WASHINGTON — For many Americans, Marion Barry was something of a punchline. The late Washington mayor was largely known around the country for having been caught on video smoking crack cocaine in a 1990 FBI sting.
But inside the District of Columbia, Barry’s legacy is far more complicated and emotional. The man who dominated a generation of Washington politics is adored by many as a champion of civil rights and advocate for the city’s downtrodden.
These complexities will be on display this weekend when a bronze statue of Barry, who died in 2014, will be unveiled outside the Washington City Council building. The 8-foot statue by sculptor Steven Weitzman will loom over Pennsylvania Avenue just blocks from the White House.
The move to honor Barry in such a way may seem mystifying to non-Washingtonians. But among Barry’s supporters, the statue is an appropriate tribute to a legitimate DC icon — a man so popular and influential that he walked out of federal prison and immediately began winning elections again with one of the most improbable comebacks in American political history.
“He was a living legend,” said City Councilman Trayon White, during an appearance Thursday on an influential local radio show hosted by Kojo Nnamdi. “Marion Barry was an integral part of getting DC where it is today… To honor a man like that who touched so many people — it’s right for the city.”
Not everyone views Barry so fondly. When the radio show started taking phone calls, the first caller blasted Barry as an “abysmal mayor” who presided over an era of corruption and mismanagement but now benefits from what the caller referred to as “convenient historical amnesia.”
Regardless of the personal opinions on him, there’s no denying that Barry had a massive influence on the capital city. With modern Washington undergoing widespread gentrification and large numbers of poorer black residents being priced out and leaving, Barry evokes an earlier time when the District truly was “Chocolate City” — one of the power centers of black America.
Despite his widely acknowledged personal failings, he is regarded as having enriched and elevated other black residents, and partially credited with helping create the robust black middle class that populates both Washington and neighboring Prince George’s County in Maryland.
City Councilwoman Anita Bonds, in an email to The Associated Press, recalled Barry’s “magnetic personality” and credited him with directing 45 percent of government contracts to minority-owned businesses and launching multiple initiatives, “to uplift communities that were often overlooked and left out.”

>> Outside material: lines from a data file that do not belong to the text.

//! Lock-free connection statistics

use std::sync::atomic::{AtomicU64, Ordering};

/// Lock-free statistics collector using atomic counters
#[derive(Debug, Default)]
pub struct ConnStats {
    /// Connection objects created
    pub created: AtomicU64,
    /// Connection objects torn down
    pub closed: AtomicU64,
    /// Connections closed by the timeout sweep
    pub timeouts: AtomicU64,
    /// Connection-creation errors delivered to the user protocol
    pub connection_errors: AtomicU64,
    /// HTTP/2 streams upgraded to websocket
    pub ws_upg: AtomicU64,
    /// Pending protocol packets written
    pub h2_pps_sent: AtomicU64,
    /// Requests that reused an existing connection
    pub piggybacks: AtomicU64,
    /// Redirects followed
    pub redirects: AtomicU64,
    /// Readable events faked for buffered data
    pub forced_pollin: AtomicU64,
}

impl ConnStats {
    /// Create new statistics collector
    #[must_use]
    pub fn new() -> Self {
        Self::default()
    }

    #[inline]
    pub fn bump(counter: &AtomicU64) {
        counter.fetch_add(1, Ordering::Relaxed);
    }

    /// Get current statistics snapshot
    pub fn snapshot(&self) -> ConnStatsSnapshot {
        ConnStatsSnapshot {
            created: self.created.load(Ordering::Relaxed),
            closed: self.closed.load(Ordering::Relaxed),
            timeouts: self.timeouts.load(Ordering::Relaxed),
            connection_errors: self.connection_errors.load(Ordering::Relaxed),
            ws_upg: self.ws_upg.load(Ordering::Relaxed),
            h2_pps_sent: self.h2_pps_sent.load(Ordering::Relaxed),
            piggybacks: self.piggybacks.load(Ordering::Relaxed),
            redirects: self.redirects.load(Ordering::Relaxed),
            forced_pollin: self.forced_pollin.load(Ordering::Relaxed),
        }
    }
}

/// Point-in-time copy of [`ConnStats`]
#[derive(Debug, Clone, Copy, Default, PartialEq, Eq)]
pub struct ConnStatsSnapshot {
    pub created: u64,
    pub closed: u64,
    pub timeouts: u64,
    pub connection_errors: u64,
    pub ws_upg: u64,
    pub h2_pps_sent: u64,
    pub piggybacks: u64,
    pub redirects: u64,
    pub forced_pollin: u64,
}

impl ConnStatsSnapshot {
    /// Connections still alive at snapshot time
    #[must_use]
    pub fn live(&self) -> u64 {
        self.created.saturating_sub(self.closed)
    }
}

A local columnist in the 1990s coined the title “mayor for life” — a term which evokes something closer to a third world demagogue than a modern democratic official. But Barry’s supporters embrace that nickname as a badge of pride, a symbol of Barry’s lifelong connection to the city and its residents. A generation of black Washingtonians got their first paying jobs through one of Barry’s summer youth employment programs.
Barry brought a legitimate and undeniable pre-politics resume as a pioneering civil rights activist. A Memphis native, Barry became heavily involved in the nascent civil rights movement as a university student in the late 50s and 60s, serving as the first chairman of the seminal Student Nonviolent Coordinating Committee. He moved to Washington in 1965 to run the SNCC office there.
Barry quickly became deeply involved in Washington’s black community, founding a program to provide job training to unemployed black men and getting elected first to the school board, then to city council. In 1978, he became Washington’s second elected mayor. He served three terms, which were marked by increasingly erratic behavior, corruption allegations and widespread suspicions of drug and alcohol abuse.
The 1990 sting and subsequent trial caused him not to seek a fourth term. He was sentenced to six months in prison for cocaine possession, although a deadlocked jury couldn’t convict him on some of the more serious charges. After his 1992 release, Barry immediately ran for and won a seat on the city council, then successfully ran for mayor again in 1994 and served one term.
Barry left politics for few years, then ran for city council again and won in 2005, serving until his death in 2014.
Throughout his entire career, Barry was dogged by legal troubles, corruption allegations, drunk-driving arrests and a host of other issues that would have obliterated the career of most politicians. But Barry’s ultimate legacy and popularity might be summarized by the campaign slogan he adopted when he emerged from prison and dove straight back into politics: “He May Not Be Perfect, But He’s Perfect for D.C.”